Upward of 80 people fatally overdose on opioids each day in the United States.

Users of Probuphine will have its four small stick-like implants inserted in their upper arm during a doctor's visit lasting less than 15 minutes. The implant remains in the arm for six months before it is removed by a doctor.

Braeburn Pharmaceuticals reportedly has said it plans on pricing Probuphine competitively with other drugs that sell for around $1,000 and $1,500 per month, which is much more expensive than oral forms of buprenorphine.

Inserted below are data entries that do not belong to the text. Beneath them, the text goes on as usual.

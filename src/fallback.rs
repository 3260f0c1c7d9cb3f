//! Substitute responses for when neither the cache nor the network can answer.

use color_eyre::Result;
use std::collections::HashMap;
use std::sync::Arc;
use tracing::{debug, warn};
use url::Url;

use crate::cache::{CacheRegistry, CacheStorage};
use crate::classify::{Category, Classifier};
use crate::config::Config;
use crate::http::Response;

/// Marks every response produced here, with the step that produced it.
pub const FALLBACK_HEADER: &str = "x-cachegate-fallback";

/// How many times a substitute may itself be substituted.
const MAX_HOPS: usize = 1;

const OFFLINE_PAGE: &str = "<!doctype html>\n<html><head><meta charset=\"utf-8\"><title>Offline</title></head>\
<body><h1>You're offline</h1><p>This page isn't available offline yet. Reconnect and try again.</p></body></html>\n";

const PLACEHOLDER_SVG: &str = "<svg xmlns=\"http://www.w3.org/2000/svg\" width=\"200\" height=\"200\" viewBox=\"0 0 200 200\">\
<rect width=\"200\" height=\"200\" fill=\"#e5e7eb\"/>\
<text x=\"100\" y=\"105\" font-family=\"sans-serif\" font-size=\"14\" text-anchor=\"middle\" fill=\"#6b7280\">offline</text></svg>";

pub struct FallbackChain<S: CacheStorage> {
  registry: CacheRegistry<S>,
  classifier: Classifier,
  mapping: Arc<HashMap<Url, Url>>,
  offline_page: Option<Url>,
  placeholder_image: Option<Url>,
}

impl<S: CacheStorage> FallbackChain<S> {
  pub fn new(registry: CacheRegistry<S>, config: &Config) -> Result<Self> {
    let mut mapping = HashMap::new();
    for rule in &config.fallbacks {
      mapping.insert(config.resolve(&rule.primary)?, config.resolve(&rule.substitute)?);
    }

    Ok(Self {
      registry,
      classifier: config.classifier(),
      mapping: Arc::new(mapping),
      offline_page: config.offline_page.as_deref().map(|p| config.resolve(p)).transpose()?,
      placeholder_image: config
        .placeholder_image
        .as_deref()
        .map(|p| config.resolve(p))
        .transpose()?,
    })
  }

  /// Always produces a response:
  /// 1. the mapped substitute, served from its own store (one recursive hop at most)
  /// 2. the category default
  /// 3. a synthetic 503
  pub fn resolve(&self, category: Category, original: &Url) -> Response {
    if let Some(response) = self.mapped_substitute(original) {
      return response.with_header(FALLBACK_HEADER, "substitute");
    }

    if let Some(response) = self.category_default(category) {
      return response;
    }

    debug!(url = %original, %category, "no fallback available");
    Response::new(503, "Service Unavailable: offline and no cached copy")
      .with_header("content-type", "text/plain; charset=utf-8")
      .with_header(FALLBACK_HEADER, "error")
  }

  fn mapped_substitute(&self, original: &Url) -> Option<Response> {
    let mut current = original;
    for _ in 0..=MAX_HOPS {
      let substitute = self.mapping.get(current)?;
      if let Some(response) = self.serve_cached(substitute) {
        debug!(url = %original, substitute = %substitute, "serving mapped substitute");
        return Some(response);
      }
      current = substitute;
    }
    None
  }

  fn category_default(&self, category: Category) -> Option<Response> {
    match category {
      Category::Page => Some(
        self
          .offline_page
          .as_ref()
          .and_then(|url| self.serve_cached(url))
          .unwrap_or_else(|| {
            Response::new(200, OFFLINE_PAGE).with_header("content-type", "text/html; charset=utf-8")
          })
          .with_header(FALLBACK_HEADER, "offline-page"),
      ),
      Category::Image => Some(
        self
          .placeholder_image
          .as_ref()
          .and_then(|url| self.serve_cached(url))
          .unwrap_or_else(|| Response::new(200, PLACEHOLDER_SVG).with_header("content-type", "image/svg+xml"))
          .with_header(FALLBACK_HEADER, "placeholder"),
      ),
      Category::Audio | Category::Font | Category::External => {
        Some(Response::empty().with_header(FALLBACK_HEADER, "empty"))
      }
      Category::Api | Category::StaticAsset => None,
    }
  }

  /// Read a fresh copy of `url` from whichever store its category maps to.
  fn serve_cached(&self, url: &Url) -> Option<Response> {
    let request = self.classifier.configured_request(url.clone());
    let store = self.registry.store_for(self.classifier.classify(&request))?;
    match store.get_fresh(&request.key()) {
      Ok(entry) => entry.map(|e| e.response),
      Err(e) => {
        warn!(store = store.name(), url = %url, error = %e, "fallback lookup failed");
        None
      }
    }
  }
}

impl<S: CacheStorage> Clone for FallbackChain<S> {
  fn clone(&self) -> Self {
    Self {
      registry: self.registry.clone(),
      classifier: self.classifier.clone(),
      mapping: Arc::clone(&self.mapping),
      offline_page: self.offline_page.clone(),
      placeholder_image: self.placeholder_image.clone(),
    }
  }
}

"We have not announced specific pricing for Probuphine and will not do so until after the treatment is FDA approved," Braeburn CEO Behshad Sheldon said before Thursday's decision. "But, we can confirm that we will be priced lower than other long-acting medications currently on the market."

Sheldon also said that to ensure equal access to Probuphine for all patients, Braeburn will implement two initiatives.

One would be a exploring a rebate program for insurers, which "would mean that if the overall cost of care for a group of patients taking Probuphine exceeds the cost of treatment for the same patients in a prior six-month period, or a comparable group of patients taking other forms of buprenorphine (or other available opioid addiction medication) for a six-month period, Braeburn will give them a rebate for the difference," she said.

Braeburn also is establishing a payment assistance program for patients.

Sheldon told CNBC last month that there is already strong interest in Probuphine. About 4,000 doctors have asked to be trained in how to implant and remove the drug.

While 28,000 doctors are federally authorized to prescribe buprenorphine, only about 6,000 currently write about 90 percent of the total prescriptions in the U.S.

Research has shown that recovering addicts who do not manage their dependence with medication are significantly more likely to relapse into illicit drug use than people who take buprenorphine, which is often sold under the brand name Suboxone, or other medications including methadone and naltrexone. About a quarter of the 2.8 million people estimated to have diagnosed opioid abuse disorder take buprenorphine.

"Scientific evidence suggests that maintenance treatment with these medications in the context of behavioral treatment and recovery support are more effective in the treatment of opioid use disorder than short-term detoxification programs aimed at abstinence," said Dr. Nora Volkow, director of the National Institute on Drug Abuse at the National Institutes of Health.

Referring to Probuphine, Volkow said, "This product will expand the treatment alternatives available to people suffering from an opioid use disorder."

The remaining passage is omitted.